• _What you need to do_
Each line in the records that mentions the word "lookback" needs to be listed.
━━━ Records for this exercise
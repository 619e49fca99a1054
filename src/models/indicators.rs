use crate::models::price::PricePoint;
use chrono::{DateTime, Utc};
use serde::{Deserialize, Serialize};

#[derive(Debug, Clone, Copy, PartialEq, Serialize, Deserialize)]
pub struct Candle {
    pub open: f64,
    pub high: f64,
    pub low: f64,
    pub close: f64,
    pub volume: f64,
    pub timestamp: DateTime<Utc>,
}

impl Candle {
    pub fn new(
        open: f64,
        high: f64,
        low: f64,
        close: f64,
        volume: f64,
        timestamp: DateTime<Utc>,
    ) -> Self {
        Self {
            open,
            high,
            low,
            close,
            volume,
            timestamp,
        }
    }

    /// Synthesize a degenerate candle where every price field equals the point's price.
    pub fn from_price_point(point: &PricePoint) -> Self {
        Self::new(
            point.price,
            point.price,
            point.price,
            point.price,
            0.0,
            point.timestamp,
        )
    }
}

/// One point of the history annotated with every indicator column.
///
/// `None` means the indicator's lookback window is not yet satisfied at this
/// point (or the value is mathematically undefined, e.g. a zero range).
#[derive(Debug, Clone, PartialEq, Serialize, Deserialize)]
pub struct IndicatorRow {
    pub timestamp: DateTime<Utc>,
    pub open: f64,
    pub high: f64,
    pub low: f64,
    pub close: f64,
    pub volume: f64,

    pub rsi: Option<f64>,
    pub ema9: Option<f64>,
    pub ema21: Option<f64>,
    pub macd: Option<f64>,
    pub macd_signal: Option<f64>,
    pub bb_upper: Option<f64>,
    pub bb_middle: Option<f64>,
    pub bb_lower: Option<f64>,
    pub adx: Option<f64>,
    pub stoch_k: Option<f64>,
    pub stoch_d: Option<f64>,
}

impl IndicatorRow {
    pub fn from_candle(candle: &Candle) -> Self {
        Self {
            timestamp: candle.timestamp,
            open: candle.open,
            high: candle.high,
            low: candle.low,
            close: candle.close,
            volume: candle.volume,
            rsi: None,
            ema9: None,
            ema21: None,
            macd: None,
            macd_signal: None,
            bb_upper: None,
            bb_middle: None,
            bb_lower: None,
            adx: None,
            stoch_k: None,
            stoch_d: None,
        }
    }

    /// Every windowed column except the stochastic lines is defined.
    ///
    /// %K is also undefined over a flat window, so it does not say whether the
    /// lookback has been satisfied.
    pub fn windows_satisfied(&self) -> bool {
        [
            self.rsi,
            self.ema9,
            self.ema21,
            self.macd,
            self.macd_signal,
            self.bb_upper,
            self.bb_middle,
            self.bb_lower,
            self.adx,
        ]
        .iter()
        .all(|v| v.map_or(false, f64::is_finite))
    }
}

/// The price history with indicator columns attached, oldest row first.
#[derive(Debug, Clone, Default, Serialize, Deserialize)]
pub struct EnrichedSeries {
    rows: Vec<IndicatorRow>,
}

impl EnrichedSeries {
    pub fn new(rows: Vec<IndicatorRow>) -> Self {
        Self { rows }
    }

    pub fn rows(&self) -> &[IndicatorRow] {
        &self.rows
    }

    pub fn len(&self) -> usize {
        self.rows.len()
    }

    pub fn is_empty(&self) -> bool {
        self.rows.is_empty()
    }

    pub fn latest(&self) -> Option<&IndicatorRow> {
        self.rows.last()
    }

    pub fn closes(&self) -> Vec<f64> {
        self.rows.iter().map(|r| r.close).collect()
    }
}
━━━━━━
• _Task output_
/// `None` means the indicator's lookback window is not yet satisfied at this
    /// lookback has been satisfied.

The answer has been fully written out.